About three or four times in the Fall League. We actually did in Birmingham, too. But it started become too much of a – it was getting a little competitive. As a Double A manager, that’s not what you need, call into [a White Sox official] and say somebody just broke an ankle. We had to kind of cool that one.

What do you remember about the bus he brought in?
See, that’s a little bit of a … we got a new bus because he was there. But it was just, what it was was a new bus. It didn’t have minibar, a Jacuzzi. It just didn’t stink as much as the old one. And it didn’t break down nearly as much. But it was just a bus. It was kind of pretty. It was a little bit like the Partridge Family. But it was still a bus.

Did watching him deal with the attention help you?
That was the best experience I could have ever had. I couldn’t believe how he handled things. He was put in some horrendous situations and unfair situations, and he always handled it with grace. It amazed me how he did that.

Did his competitiveness ever work against him in baseball?
The only thing I saw was, one night in Memphis, we were pretty deep into the season. He was getting a little frustrated. Wasn’t hitting very well, and it was taking a toll on him. We stayed there one night, me and the coaches and Michael, and talked about it. ‘If you’re going to do this, don’t look back on it and hate it.’ And I actually think he listened. He actually showed up the next day a little bit more refreshed. Because I think it was starting to wear on him.

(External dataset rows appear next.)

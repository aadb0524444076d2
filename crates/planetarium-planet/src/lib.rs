//! Procedural planets built from LOD-driven icosahedron sections.
//!
//! [`ProceduralPlanet`] owns the planet's settings, its noise cubes and a
//! cache of displaced sections keyed by `(lod, section)`. Each update picks
//! a LOD per section from the viewer position and pushes only the sections
//! whose LOD changed to a [`MeshSink`](planetarium_mesh::MeshSink).
//! [`AsyncSectionBuilder`] moves section builds onto worker threads.

mod async_build;
mod error;
mod planet;
mod surface;
mod terrain;

pub use async_build::{AsyncSectionBuilder, BuiltSection, SectionKey};
pub use error::PlanetError;
pub use planet::{MAX_SECTION_LOD, ProceduralPlanet, UNSET_LOD, UpdateReport};
pub use surface::surface_transform;
pub use terrain::PlanetTerrain;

He pinch hit one night in Jacksonville. He had a scheduled night off. Whatever happened, I don’t know we got to it, but he ended up pinch hitting with the game on the line. He didn’t get a hit. But after the game he came in and he goes, ‘Thank you.’ And I hadn’t done it as a favor. I don’t why we did it. At that point in his career, I think that was every bit as exhilarating as trying to hit a three-pointer with the game on the line. It was a time in his life when, that’s what he needed to do.

Exchange any contact in regards to this induction?
I left him a message the other day through a friend. I got to see firsthand how his life is. I wouldn’t do that to him. I couldn’t believe how many people wanted a part of him. We stayed in touch from time to time. But I wouldn’t. It’s too crazy.

Last time you saw him?
Oh, boy. It’s been a couple years. It was in Chicago a couple years ago.

When you first found out you’d be managing Jordan, how’d you react?
It was about 7 o’clock in the morning. We were in the trailer for the minor league meeting. I didn’t react. I think I was half asleep. I didn’t realize what it meant. I was like, ‘I’ll handle this.’ By the time I left the trailer, there was this much media standing outside. I was like, ‘Uh, oh.’ We went from Curt Bloom doing the radio to ‘Nightline.’ It was a good learning experience for me. I learned to be organized and to deal with the media. It was a very good learning experience.